TASK PROMPT: From the entries, copy every line that carries the string "taken".

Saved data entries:
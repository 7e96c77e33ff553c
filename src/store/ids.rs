use std::str::FromStr;
use std::sync::atomic::{AtomicI64, Ordering};

use chrono::Utc;
use uuid::Uuid;

#[derive(Debug, Clone, Copy, PartialEq, Eq, Default)]
pub enum IdStrategy {
    /// Milliseconds since the epoch, bumped past the last issued value.
    #[default]
    Timestamp,
    Uuid,
}

impl FromStr for IdStrategy {
    type Err = anyhow::Error;

    fn from_str(s: &str) -> Result<Self, Self::Err> {
        match s.trim().to_ascii_lowercase().as_str() {
            "timestamp" => Ok(IdStrategy::Timestamp),
            "uuid" => Ok(IdStrategy::Uuid),
            other => Err(anyhow::anyhow!(
                "unknown id strategy '{other}', expected 'timestamp' or 'uuid'"
            )),
        }
    }
}

/// Issues record ids for one collection.
///
/// The timestamp strategy keeps a high-water mark so two calls within the same
/// millisecond still get distinct, increasing ids.
#[derive(Debug, Default)]
pub struct IdGenerator {
    strategy: IdStrategy,
    last_millis: AtomicI64,
}

impl IdGenerator {
    pub fn new(strategy: IdStrategy) -> Self {
        Self {
            strategy,
            last_millis: AtomicI64::new(0),
        }
    }

    pub fn strategy(&self) -> IdStrategy {
        self.strategy
    }

    pub fn fresh_id(&self) -> String {
        match self.strategy {
            IdStrategy::Timestamp => self.next_millis().to_string(),
            IdStrategy::Uuid => Uuid::new_v4().to_string(),
        }
    }

    /// Returns a fresh id that `taken` does not already contain.
    pub fn fresh_id_unless(&self, taken: impl Fn(&str) -> bool) -> String {
        loop {
            let id = self.fresh_id();
            if !taken(&id) {
                return id;
            }
            tracing::debug!(id = %id, "generated id already in use, retrying");
        }
    }

    fn next_millis(&self) -> i64 {
        let now = Utc::now().timestamp_millis();
        let mut last = self.last_millis.load(Ordering::Relaxed);
        loop {
            let next = now.max(last + 1);
            match self.last_millis.compare_exchange_weak(
                last,
                next,
                Ordering::AcqRel,
                Ordering::Relaxed,
            ) {
                Ok(_) => return next,
                Err(actual) => last = actual,
            }
        }
    }
}
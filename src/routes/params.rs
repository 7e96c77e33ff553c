use serde::{Deserialize, Deserializer, de};
use utoipa::{IntoParams, ToSchema};

#[derive(Debug, Default, Deserialize, ToSchema, IntoParams)]
#[into_params(parameter_in = Query)]
pub struct ListQuery {
    /// Keep only the first `limit` products. Negative or empty values are ignored.
    #[serde(default, deserialize_with = "empty_string_as_none")]
    pub limit: Option<i64>,
}

// `?limit=` arrives as an empty string and means "no limit".
fn empty_string_as_none<'de, D>(deserializer: D) -> Result<Option<i64>, D::Error>
where
    D: Deserializer<'de>,
{
    let raw = Option::<String>::deserialize(deserializer)?;
    match raw.as_deref().map(str::trim) {
        None | Some("") => Ok(None),
        Some(value) => value.parse().map(Some).map_err(de::Error::custom),
    }
}
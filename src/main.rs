use axum::http::{HeaderName, Request, Response};
use tower::limit::ConcurrencyLimitLayer;
use tower_http::limit::RequestBodyLimitLayer;
use tower_http::request_id::{MakeRequestUuid, PropagateRequestIdLayer, SetRequestIdLayer};
use tower_http::trace::TraceLayer;
use tracing_subscriber::{layer::SubscriberExt, util::SubscriberInitExt};

use std::{net::SocketAddr, time::Duration};

use axum_cart_api::{config::AppConfig, routes::create_app, state::AppState};

#[tokio::main]
async fn main() -> anyhow::Result<()> {
    dotenvy::dotenv().ok();
    tracing_subscriber::registry()
        .with(
            tracing_subscriber::EnvFilter::try_from_default_env()
                .unwrap_or_else(|_| "info,axum_cart_api=debug".into()),
        )
        .with(tracing_subscriber::fmt::layer())
        .init();

    let config = AppConfig::from_env()?;
    tracing::info!(
        data_dir = %config.data_dir.display(),
        id_strategy = ?config.id_strategy,
        validation = ?config.validation,
        "loaded configuration"
    );

    let state = AppState::new(&config);
    // Bootstrap both collection files before the first request.
    state.products.file().ensure_exists().await?;
    state.carts.file().ensure_exists().await?;

    let concurrency_limit_layer = ConcurrencyLimitLayer::new(100);

    let request_id_header = HeaderName::from_static("x-request-id");
    let trace_layer = TraceLayer::new_for_http()
        .make_span_with(|request: &Request<_>| {
            let request_id = request
                .headers()
                .get("x-request-id")
                .and_then(|value| value.to_str().ok())
                .unwrap_or("-");
            tracing::info_span!(
                "http_request",
                method = %request.method(),
                uri = %request.uri(),
                request_id = %request_id
            )
        })
        .on_request(|_request: &Request<_>, _span: &tracing::Span| {
            tracing::info!("request started");
        })
        .on_response(|response: &Response<_>, latency: Duration, _span: &tracing::Span| {
            tracing::info!(
                status = %response.status(),
                ms = %latency.as_millis(),
                "request finished"
            );
        });

    let app = create_app(state)
        .layer(trace_layer)
        .layer(PropagateRequestIdLayer::new(request_id_header.clone()))
        .layer(SetRequestIdLayer::new(request_id_header, MakeRequestUuid))
        .layer(RequestBodyLimitLayer::new(1024 * 1024))
        .layer(concurrency_limit_layer);

    let addr = SocketAddr::from((config.host.parse::<std::net::IpAddr>()?, config.port));
    tracing::info!("listening on {}", addr);

    axum::serve(tokio::net::TcpListener::bind(addr).await?, app).await?;

    Ok(())
}
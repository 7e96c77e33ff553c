use axum::{
    Json, Router,
    extract::{Path, State},
    http::StatusCode,
    routing::post,
};

use crate::{
    dto::cart::{CartItemList, CartRemoved},
    error::AppResult,
    models::Cart,
    state::AppState,
};

pub fn router() -> Router<AppState> {
    Router::new()
        .route("/", post(create_cart))
        .route("/{id}", axum::routing::get(cart_products).delete(delete_cart))
        .route("/{id}/product/{product_id}", post(add_product))
}

#[utoipa::path(
    post,
    path = "/api/carts",
    responses(
        (status = 201, description = "Create empty cart", body = Cart)
    ),
    tag = "Carts"
)]
pub async fn create_cart(State(state): State<AppState>) -> AppResult<(StatusCode, Json<Cart>)> {
    let cart = state.carts.create().await?;
    Ok((StatusCode::CREATED, Json(cart)))
}

#[utoipa::path(
    get,
    path = "/api/carts/{id}",
    params(
        ("id" = String, Path, description = "Cart ID")
    ),
    responses(
        (status = 200, description = "Products in the cart", body = CartItemList),
        (status = 404, description = "Cart not found"),
    ),
    tag = "Carts"
)]
pub async fn cart_products(
    State(state): State<AppState>,
    Path(id): Path<String>,
) -> AppResult<Json<CartItemList>> {
    let items = state.carts.get_products(&id).await?;
    Ok(Json(CartItemList { items }))
}

#[utoipa::path(
    post,
    path = "/api/carts/{id}/product/{product_id}",
    params(
        ("id" = String, Path, description = "Cart ID"),
        ("product_id" = String, Path, description = "Product ID, not checked against the catalogue")
    ),
    responses(
        (status = 200, description = "Updated cart", body = Cart),
        (status = 404, description = "Cart not found"),
    ),
    tag = "Carts"
)]
pub async fn add_product(
    State(state): State<AppState>,
    Path((id, product_id)): Path<(String, String)>,
) -> AppResult<Json<Cart>> {
    let cart = state.carts.add_product(&id, &product_id).await?;
    Ok(Json(cart))
}

#[utoipa::path(
    delete,
    path = "/api/carts/{id}",
    params(
        ("id" = String, Path, description = "Cart ID")
    ),
    responses(
        (status = 200, description = "Deleted cart", body = CartRemoved),
        (status = 404, description = "Cart not found"),
    ),
    tag = "Carts"
)]
pub async fn delete_cart(
    State(state): State<AppState>,
    Path(id): Path<String>,
) -> AppResult<Json<CartRemoved>> {
    let cart = state.carts.delete_by_id(&id).await?;
    Ok(Json(CartRemoved {
        message: "Cart deleted".to_string(),
        cart,
    }))
}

SOLUTION TO THE PROBLEM:
    /// Returns a fresh id that `taken` does not already contain.
    pub fn fresh_id_unless(&self, taken: impl Fn(&str) -> bool) -> String {
            if !taken(&id) {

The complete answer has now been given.